Directions for this task: In the listing below, locate the lines that hold the string "Both". Copy those lines.
--
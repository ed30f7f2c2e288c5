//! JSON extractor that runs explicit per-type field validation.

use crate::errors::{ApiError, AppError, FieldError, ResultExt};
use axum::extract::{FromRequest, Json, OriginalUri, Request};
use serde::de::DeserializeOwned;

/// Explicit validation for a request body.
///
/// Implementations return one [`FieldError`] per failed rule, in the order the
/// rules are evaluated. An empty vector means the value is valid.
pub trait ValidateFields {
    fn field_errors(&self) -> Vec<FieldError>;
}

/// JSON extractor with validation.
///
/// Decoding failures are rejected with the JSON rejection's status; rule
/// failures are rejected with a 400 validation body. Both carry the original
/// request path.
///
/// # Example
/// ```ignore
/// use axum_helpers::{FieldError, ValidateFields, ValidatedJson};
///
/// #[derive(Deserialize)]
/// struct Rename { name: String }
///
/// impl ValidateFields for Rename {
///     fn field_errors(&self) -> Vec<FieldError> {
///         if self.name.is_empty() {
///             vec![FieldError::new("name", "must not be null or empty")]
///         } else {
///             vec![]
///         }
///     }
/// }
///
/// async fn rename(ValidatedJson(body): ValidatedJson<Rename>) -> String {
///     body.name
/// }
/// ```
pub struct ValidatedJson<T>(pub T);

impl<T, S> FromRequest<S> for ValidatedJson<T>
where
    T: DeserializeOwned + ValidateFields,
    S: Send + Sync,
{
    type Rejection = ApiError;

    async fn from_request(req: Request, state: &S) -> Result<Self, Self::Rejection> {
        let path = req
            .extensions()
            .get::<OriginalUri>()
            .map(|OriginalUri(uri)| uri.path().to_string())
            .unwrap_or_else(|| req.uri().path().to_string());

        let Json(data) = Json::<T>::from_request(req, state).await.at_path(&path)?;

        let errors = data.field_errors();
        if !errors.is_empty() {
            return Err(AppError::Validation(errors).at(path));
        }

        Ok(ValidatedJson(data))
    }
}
--
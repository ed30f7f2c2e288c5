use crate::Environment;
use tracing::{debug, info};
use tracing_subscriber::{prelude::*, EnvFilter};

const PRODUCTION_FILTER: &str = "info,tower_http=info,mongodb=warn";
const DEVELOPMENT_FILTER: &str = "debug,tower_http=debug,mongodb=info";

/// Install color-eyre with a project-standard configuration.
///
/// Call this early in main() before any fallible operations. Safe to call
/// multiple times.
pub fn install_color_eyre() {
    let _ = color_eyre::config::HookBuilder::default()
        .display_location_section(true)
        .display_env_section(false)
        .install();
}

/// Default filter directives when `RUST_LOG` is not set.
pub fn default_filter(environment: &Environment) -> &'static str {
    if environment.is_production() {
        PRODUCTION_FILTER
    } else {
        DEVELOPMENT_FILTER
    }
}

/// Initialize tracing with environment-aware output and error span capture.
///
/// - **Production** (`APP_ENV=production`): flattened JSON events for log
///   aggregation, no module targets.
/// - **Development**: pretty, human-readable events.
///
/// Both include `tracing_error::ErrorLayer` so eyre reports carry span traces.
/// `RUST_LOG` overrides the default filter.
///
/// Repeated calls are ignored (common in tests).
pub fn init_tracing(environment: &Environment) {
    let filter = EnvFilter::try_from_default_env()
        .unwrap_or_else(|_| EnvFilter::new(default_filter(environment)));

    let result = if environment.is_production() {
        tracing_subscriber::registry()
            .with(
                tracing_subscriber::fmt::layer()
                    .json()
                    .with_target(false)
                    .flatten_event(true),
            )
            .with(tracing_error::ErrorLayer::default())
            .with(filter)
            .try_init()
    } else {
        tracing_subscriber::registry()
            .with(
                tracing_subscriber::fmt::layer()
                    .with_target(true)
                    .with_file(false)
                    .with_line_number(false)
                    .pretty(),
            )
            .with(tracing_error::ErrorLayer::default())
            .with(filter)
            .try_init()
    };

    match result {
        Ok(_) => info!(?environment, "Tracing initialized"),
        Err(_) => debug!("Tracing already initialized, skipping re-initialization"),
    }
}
--
Response to this task:
/// failures are rejected with a 400 validation body. Both carry the original
/// Both include `tracing_error::ErrorLayer` so eyre reports carry span traces.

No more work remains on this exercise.